__To do__. Take the entries below and print only the lines from the one with "pasajero del servidor" through the one with "not serialize access", exactly as they stand, both ends included.

Saved entries:
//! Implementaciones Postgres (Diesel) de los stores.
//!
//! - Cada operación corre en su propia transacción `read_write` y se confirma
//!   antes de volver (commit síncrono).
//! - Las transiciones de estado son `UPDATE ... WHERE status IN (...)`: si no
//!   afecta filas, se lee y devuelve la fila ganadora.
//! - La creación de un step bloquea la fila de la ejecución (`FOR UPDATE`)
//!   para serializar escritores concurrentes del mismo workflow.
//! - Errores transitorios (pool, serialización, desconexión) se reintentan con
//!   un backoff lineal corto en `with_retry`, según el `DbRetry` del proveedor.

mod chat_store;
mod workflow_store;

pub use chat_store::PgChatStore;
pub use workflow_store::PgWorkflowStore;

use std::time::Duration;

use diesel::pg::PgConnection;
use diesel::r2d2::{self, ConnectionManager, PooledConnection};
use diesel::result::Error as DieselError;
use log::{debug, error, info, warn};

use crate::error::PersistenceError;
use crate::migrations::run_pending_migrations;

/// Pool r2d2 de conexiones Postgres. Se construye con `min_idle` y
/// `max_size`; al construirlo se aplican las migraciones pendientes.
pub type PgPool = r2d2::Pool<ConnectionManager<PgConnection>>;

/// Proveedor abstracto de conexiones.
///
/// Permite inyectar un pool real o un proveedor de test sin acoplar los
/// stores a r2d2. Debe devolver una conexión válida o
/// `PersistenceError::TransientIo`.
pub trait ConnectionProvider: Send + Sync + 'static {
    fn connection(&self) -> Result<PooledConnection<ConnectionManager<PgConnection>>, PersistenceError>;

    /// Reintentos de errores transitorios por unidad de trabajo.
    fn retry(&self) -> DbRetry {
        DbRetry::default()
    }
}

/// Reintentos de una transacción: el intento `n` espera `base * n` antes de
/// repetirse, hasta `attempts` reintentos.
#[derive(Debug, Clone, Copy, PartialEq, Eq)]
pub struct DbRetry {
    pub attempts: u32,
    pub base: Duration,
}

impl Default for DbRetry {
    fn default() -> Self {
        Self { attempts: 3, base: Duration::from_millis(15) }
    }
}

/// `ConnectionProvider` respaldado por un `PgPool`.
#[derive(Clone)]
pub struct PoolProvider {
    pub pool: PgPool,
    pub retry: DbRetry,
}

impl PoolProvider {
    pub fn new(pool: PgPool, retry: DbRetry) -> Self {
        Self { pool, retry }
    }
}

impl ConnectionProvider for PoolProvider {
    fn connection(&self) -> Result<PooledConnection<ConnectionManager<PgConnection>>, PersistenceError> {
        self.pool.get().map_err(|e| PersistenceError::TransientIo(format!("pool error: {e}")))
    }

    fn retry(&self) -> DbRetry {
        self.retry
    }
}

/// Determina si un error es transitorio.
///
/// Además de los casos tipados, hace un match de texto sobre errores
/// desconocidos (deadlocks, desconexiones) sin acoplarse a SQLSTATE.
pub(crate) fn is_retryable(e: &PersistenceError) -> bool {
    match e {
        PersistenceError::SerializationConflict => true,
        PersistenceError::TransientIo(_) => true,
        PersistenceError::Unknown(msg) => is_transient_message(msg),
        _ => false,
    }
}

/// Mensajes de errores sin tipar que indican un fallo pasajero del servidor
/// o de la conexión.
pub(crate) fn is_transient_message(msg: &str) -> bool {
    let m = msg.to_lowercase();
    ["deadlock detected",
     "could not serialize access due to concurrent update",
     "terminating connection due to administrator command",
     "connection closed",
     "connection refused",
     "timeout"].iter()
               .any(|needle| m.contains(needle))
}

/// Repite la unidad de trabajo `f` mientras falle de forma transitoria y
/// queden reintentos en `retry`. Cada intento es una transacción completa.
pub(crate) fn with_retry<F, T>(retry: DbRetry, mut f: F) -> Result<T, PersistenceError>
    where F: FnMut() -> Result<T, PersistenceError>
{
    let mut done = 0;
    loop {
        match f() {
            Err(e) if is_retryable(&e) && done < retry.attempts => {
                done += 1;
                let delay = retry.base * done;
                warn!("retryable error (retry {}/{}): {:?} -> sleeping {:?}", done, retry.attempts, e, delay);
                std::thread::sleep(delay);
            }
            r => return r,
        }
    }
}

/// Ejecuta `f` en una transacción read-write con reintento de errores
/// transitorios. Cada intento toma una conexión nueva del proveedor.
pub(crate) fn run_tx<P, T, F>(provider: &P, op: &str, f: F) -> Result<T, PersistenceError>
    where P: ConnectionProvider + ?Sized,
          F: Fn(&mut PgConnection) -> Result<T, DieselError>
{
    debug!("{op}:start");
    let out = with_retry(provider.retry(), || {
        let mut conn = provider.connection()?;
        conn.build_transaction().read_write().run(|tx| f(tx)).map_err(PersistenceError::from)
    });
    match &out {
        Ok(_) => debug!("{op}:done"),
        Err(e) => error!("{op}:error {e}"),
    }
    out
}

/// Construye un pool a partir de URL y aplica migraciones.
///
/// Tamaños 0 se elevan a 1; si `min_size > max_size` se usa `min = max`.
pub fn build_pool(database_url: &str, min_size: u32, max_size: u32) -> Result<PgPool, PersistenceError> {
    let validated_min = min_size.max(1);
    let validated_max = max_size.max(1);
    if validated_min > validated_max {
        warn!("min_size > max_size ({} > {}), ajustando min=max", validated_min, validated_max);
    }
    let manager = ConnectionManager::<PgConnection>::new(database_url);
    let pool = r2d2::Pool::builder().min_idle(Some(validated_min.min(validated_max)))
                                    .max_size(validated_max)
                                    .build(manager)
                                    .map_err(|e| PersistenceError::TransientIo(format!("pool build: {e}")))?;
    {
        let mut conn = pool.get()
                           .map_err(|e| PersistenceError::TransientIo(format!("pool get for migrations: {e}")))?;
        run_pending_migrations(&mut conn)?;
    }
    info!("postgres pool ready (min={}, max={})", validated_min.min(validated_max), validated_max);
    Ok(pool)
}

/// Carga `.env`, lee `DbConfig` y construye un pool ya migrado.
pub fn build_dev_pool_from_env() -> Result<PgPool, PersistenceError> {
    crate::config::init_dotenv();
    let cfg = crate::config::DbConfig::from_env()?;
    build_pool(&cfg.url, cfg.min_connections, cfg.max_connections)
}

__Output of the exercise__.
/// Mensajes de errores sin tipar que indican un fallo pasajero del servidor
/// o de la conexión.
pub(crate) fn is_transient_message(msg: &str) -> bool {
    let m = msg.to_lowercase();
    ["deadlock detected",
     "could not serialize access due to concurrent update",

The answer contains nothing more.